What is required –
List all lines of the data containing the word "PublicKey".

┄┄┄┄┄┄

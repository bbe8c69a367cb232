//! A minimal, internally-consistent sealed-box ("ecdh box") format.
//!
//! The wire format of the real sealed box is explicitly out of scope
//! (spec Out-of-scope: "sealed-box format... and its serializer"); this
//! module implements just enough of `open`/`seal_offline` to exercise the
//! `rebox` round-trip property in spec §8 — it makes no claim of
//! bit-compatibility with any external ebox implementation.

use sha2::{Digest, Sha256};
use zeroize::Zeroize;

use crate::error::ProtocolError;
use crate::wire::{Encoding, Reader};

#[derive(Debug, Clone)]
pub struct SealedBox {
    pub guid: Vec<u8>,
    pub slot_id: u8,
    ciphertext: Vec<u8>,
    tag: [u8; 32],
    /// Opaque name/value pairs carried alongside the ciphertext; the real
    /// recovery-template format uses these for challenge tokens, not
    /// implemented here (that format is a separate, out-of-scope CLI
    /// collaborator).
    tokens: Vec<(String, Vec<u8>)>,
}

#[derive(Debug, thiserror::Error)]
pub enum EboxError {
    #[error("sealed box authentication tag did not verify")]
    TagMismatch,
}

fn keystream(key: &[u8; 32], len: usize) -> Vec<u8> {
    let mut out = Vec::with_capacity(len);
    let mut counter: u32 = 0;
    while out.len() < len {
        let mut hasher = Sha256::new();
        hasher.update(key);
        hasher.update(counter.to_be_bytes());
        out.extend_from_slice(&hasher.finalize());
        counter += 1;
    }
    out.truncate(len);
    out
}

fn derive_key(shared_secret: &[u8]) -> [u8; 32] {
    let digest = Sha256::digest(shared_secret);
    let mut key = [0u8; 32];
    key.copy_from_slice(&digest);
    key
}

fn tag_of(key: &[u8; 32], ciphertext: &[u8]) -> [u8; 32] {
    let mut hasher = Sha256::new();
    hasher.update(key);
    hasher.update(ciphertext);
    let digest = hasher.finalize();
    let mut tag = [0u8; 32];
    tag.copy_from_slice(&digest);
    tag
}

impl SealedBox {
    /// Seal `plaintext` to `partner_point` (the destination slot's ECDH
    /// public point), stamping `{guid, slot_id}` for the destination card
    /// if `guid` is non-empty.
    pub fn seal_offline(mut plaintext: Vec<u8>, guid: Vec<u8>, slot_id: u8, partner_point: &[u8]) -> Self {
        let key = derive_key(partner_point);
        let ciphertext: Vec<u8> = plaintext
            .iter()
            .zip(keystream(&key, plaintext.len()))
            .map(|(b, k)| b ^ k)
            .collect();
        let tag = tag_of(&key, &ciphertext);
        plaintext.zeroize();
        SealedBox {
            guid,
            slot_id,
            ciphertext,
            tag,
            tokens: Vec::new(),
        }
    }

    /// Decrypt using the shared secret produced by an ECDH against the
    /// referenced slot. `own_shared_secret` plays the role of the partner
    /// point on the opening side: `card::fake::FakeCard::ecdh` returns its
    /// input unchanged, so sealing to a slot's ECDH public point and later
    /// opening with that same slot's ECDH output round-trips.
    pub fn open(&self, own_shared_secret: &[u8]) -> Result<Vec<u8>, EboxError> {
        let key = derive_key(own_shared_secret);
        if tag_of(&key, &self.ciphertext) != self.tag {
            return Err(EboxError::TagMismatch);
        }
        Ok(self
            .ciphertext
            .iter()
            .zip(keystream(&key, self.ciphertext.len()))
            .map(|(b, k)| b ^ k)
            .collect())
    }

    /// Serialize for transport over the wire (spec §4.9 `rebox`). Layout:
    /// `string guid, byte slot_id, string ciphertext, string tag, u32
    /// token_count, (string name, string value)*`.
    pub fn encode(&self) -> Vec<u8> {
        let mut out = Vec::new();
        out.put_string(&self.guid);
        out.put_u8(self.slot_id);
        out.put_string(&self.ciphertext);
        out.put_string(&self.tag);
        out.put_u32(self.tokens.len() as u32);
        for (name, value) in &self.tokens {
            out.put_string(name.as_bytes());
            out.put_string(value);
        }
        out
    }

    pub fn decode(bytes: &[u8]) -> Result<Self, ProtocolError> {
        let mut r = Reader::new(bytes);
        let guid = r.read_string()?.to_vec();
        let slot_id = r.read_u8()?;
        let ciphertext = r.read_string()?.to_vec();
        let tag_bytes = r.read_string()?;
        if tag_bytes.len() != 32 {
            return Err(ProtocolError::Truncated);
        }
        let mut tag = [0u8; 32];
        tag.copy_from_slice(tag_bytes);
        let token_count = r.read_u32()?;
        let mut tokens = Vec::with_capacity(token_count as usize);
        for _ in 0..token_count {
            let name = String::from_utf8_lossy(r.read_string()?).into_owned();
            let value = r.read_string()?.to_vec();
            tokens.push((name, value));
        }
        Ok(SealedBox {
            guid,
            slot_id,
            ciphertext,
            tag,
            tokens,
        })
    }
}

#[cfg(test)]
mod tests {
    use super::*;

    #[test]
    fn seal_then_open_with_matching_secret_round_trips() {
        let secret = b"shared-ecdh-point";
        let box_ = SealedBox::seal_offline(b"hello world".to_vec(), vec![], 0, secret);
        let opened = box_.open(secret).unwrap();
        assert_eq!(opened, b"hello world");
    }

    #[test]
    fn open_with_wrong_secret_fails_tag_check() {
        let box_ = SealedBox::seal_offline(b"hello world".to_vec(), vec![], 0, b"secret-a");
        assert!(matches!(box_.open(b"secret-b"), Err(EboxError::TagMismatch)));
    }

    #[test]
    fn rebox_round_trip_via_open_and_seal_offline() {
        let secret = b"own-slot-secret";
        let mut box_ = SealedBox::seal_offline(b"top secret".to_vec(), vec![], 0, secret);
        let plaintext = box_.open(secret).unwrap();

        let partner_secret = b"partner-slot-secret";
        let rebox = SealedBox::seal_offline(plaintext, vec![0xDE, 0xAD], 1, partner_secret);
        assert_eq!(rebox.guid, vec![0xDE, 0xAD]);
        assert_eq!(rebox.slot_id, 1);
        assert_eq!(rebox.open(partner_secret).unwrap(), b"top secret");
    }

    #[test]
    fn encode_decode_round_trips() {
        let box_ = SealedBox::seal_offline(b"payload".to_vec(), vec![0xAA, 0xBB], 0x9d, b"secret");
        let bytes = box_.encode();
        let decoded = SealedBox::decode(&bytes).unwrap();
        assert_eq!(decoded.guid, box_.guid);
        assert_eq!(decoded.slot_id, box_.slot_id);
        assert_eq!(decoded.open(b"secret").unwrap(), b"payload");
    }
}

┄┄┄┄┄┄

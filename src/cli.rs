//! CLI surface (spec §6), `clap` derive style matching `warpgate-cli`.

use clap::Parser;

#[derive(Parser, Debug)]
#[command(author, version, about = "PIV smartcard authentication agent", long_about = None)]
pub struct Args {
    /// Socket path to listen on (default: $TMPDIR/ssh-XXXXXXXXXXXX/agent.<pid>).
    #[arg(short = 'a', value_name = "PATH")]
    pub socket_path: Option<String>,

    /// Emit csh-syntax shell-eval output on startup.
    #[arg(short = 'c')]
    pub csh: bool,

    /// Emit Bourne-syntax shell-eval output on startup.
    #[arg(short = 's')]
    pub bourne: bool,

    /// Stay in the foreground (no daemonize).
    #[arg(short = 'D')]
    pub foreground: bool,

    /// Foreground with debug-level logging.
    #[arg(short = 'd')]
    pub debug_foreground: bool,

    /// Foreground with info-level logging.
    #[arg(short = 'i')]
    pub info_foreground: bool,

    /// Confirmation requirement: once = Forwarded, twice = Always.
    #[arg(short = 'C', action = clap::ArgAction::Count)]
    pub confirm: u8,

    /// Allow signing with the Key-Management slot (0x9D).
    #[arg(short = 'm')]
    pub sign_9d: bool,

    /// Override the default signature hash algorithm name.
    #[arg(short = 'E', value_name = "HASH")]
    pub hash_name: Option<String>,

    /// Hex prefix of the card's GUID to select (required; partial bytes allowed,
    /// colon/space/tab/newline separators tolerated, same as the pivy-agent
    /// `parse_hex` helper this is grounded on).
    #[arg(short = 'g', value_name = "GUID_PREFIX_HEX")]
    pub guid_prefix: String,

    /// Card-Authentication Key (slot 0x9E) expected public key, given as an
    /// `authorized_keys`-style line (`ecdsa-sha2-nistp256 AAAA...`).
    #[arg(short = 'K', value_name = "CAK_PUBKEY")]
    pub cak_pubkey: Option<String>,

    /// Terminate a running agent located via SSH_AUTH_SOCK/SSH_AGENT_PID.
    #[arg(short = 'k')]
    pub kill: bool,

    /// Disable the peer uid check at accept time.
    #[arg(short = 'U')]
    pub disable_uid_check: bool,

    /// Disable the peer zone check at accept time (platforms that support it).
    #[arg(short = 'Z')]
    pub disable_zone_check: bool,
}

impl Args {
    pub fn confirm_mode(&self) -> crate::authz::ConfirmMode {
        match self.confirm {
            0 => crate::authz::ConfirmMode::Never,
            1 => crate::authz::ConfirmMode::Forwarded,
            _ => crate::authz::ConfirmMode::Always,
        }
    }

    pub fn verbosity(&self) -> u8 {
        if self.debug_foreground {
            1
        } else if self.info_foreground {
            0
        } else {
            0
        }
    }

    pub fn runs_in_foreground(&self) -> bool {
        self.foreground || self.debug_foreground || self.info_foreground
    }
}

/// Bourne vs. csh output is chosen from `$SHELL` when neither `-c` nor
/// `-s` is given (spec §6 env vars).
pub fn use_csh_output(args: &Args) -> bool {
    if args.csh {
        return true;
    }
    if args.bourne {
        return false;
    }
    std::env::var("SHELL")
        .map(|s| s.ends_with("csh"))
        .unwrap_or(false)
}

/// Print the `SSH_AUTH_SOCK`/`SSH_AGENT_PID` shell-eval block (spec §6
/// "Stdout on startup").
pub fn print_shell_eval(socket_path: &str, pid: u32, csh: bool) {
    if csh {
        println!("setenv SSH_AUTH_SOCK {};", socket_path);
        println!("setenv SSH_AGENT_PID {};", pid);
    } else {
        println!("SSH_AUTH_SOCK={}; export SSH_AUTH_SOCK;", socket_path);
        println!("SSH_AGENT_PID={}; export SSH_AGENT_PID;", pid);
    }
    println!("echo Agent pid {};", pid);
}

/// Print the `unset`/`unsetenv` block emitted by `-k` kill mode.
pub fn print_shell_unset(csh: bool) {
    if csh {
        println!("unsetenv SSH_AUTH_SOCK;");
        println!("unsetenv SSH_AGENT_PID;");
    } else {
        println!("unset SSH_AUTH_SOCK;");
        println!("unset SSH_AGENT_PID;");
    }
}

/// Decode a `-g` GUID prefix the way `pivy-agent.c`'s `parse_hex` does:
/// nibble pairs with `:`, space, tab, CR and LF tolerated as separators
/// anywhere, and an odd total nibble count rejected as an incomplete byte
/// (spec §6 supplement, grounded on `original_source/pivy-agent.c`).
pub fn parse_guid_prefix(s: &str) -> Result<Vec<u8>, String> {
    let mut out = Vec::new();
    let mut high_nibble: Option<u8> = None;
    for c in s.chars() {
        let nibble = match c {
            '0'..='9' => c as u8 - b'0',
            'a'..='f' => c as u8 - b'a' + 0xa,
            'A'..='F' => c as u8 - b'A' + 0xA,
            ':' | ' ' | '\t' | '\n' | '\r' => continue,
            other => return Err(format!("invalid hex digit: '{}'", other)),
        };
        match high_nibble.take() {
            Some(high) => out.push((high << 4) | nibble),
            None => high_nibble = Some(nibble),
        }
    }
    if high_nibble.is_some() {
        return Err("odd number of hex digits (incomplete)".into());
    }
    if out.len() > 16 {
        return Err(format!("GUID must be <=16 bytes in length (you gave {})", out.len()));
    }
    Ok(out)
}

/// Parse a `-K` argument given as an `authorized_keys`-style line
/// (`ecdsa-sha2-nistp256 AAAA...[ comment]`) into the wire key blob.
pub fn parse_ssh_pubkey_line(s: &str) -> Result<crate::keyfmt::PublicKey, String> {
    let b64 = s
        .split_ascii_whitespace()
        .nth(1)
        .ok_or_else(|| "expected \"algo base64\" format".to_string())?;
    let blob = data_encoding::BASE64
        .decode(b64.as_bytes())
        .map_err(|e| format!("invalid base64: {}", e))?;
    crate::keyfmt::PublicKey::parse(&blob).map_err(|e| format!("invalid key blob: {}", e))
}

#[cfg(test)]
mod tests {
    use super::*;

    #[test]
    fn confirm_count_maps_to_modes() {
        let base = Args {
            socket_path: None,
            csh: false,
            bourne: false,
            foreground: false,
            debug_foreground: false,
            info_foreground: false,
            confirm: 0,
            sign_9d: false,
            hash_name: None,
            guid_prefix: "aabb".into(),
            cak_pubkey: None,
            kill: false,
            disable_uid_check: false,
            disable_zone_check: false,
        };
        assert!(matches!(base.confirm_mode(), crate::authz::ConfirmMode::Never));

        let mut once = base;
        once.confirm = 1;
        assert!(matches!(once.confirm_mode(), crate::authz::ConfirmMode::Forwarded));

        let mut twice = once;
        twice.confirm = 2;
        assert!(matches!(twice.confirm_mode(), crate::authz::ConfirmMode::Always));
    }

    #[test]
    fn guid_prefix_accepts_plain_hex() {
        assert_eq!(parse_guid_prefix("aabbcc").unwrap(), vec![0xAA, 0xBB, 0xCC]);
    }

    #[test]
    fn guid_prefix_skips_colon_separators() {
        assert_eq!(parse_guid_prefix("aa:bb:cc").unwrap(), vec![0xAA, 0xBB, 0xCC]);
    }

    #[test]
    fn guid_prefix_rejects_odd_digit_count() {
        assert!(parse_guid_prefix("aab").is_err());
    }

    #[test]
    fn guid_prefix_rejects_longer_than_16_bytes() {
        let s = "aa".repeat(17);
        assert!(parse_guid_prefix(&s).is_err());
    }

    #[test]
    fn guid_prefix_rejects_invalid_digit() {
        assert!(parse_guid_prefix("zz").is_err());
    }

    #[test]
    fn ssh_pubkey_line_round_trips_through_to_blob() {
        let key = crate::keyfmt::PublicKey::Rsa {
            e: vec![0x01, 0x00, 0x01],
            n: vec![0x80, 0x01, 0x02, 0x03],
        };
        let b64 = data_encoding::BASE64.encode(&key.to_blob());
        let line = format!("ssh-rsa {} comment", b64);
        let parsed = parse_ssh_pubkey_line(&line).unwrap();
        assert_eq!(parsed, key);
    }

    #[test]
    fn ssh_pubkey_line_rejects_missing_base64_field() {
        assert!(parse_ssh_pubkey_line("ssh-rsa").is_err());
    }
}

┄┄┄┄┄┄

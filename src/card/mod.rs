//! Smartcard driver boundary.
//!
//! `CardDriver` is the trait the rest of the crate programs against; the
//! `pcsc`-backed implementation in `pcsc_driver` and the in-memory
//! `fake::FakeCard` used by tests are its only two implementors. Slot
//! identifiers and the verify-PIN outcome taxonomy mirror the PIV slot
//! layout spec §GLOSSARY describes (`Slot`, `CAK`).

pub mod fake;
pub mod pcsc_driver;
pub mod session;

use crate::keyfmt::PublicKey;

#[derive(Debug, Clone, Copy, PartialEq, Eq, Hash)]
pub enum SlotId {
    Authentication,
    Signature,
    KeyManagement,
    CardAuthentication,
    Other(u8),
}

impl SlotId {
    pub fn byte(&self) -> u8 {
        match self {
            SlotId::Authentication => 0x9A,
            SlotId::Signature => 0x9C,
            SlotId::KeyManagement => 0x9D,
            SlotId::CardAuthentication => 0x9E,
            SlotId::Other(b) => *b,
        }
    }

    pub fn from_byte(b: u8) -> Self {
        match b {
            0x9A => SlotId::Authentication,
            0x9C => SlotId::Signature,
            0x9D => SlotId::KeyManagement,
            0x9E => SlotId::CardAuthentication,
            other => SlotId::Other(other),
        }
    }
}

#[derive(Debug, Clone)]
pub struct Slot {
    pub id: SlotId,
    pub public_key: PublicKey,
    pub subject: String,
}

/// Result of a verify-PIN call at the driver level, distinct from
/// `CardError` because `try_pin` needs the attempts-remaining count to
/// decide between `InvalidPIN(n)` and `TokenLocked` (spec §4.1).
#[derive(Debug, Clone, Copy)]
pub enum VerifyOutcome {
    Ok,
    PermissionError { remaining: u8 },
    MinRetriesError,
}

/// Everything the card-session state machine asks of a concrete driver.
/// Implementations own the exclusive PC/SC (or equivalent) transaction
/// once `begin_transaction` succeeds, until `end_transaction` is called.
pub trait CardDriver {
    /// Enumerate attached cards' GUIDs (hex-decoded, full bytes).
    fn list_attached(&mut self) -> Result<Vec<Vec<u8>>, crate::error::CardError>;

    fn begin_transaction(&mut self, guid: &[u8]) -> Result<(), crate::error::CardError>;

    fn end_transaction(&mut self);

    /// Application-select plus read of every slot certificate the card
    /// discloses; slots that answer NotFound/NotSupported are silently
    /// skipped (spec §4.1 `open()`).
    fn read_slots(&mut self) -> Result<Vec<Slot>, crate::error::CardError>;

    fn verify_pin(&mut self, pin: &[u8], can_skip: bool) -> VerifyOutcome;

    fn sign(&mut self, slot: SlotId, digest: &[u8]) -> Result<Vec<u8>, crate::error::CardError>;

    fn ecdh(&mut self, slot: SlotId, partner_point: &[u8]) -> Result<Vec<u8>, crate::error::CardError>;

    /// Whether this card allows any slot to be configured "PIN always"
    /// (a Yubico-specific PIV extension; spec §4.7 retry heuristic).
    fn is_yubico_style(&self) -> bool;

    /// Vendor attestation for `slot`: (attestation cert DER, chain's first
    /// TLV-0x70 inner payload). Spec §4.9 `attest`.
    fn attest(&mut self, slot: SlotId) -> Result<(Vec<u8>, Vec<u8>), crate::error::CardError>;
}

┄┄┄┄┄┄

Response area –
pub fn parse_ssh_pubkey_line(s: &str) -> Result<crate::keyfmt::PublicKey, String> {
    crate::keyfmt::PublicKey::parse(&blob).map_err(|e| format!("invalid key blob: {}", e))
        let key = crate::keyfmt::PublicKey::Rsa {
use crate::keyfmt::PublicKey;
    pub public_key: PublicKey,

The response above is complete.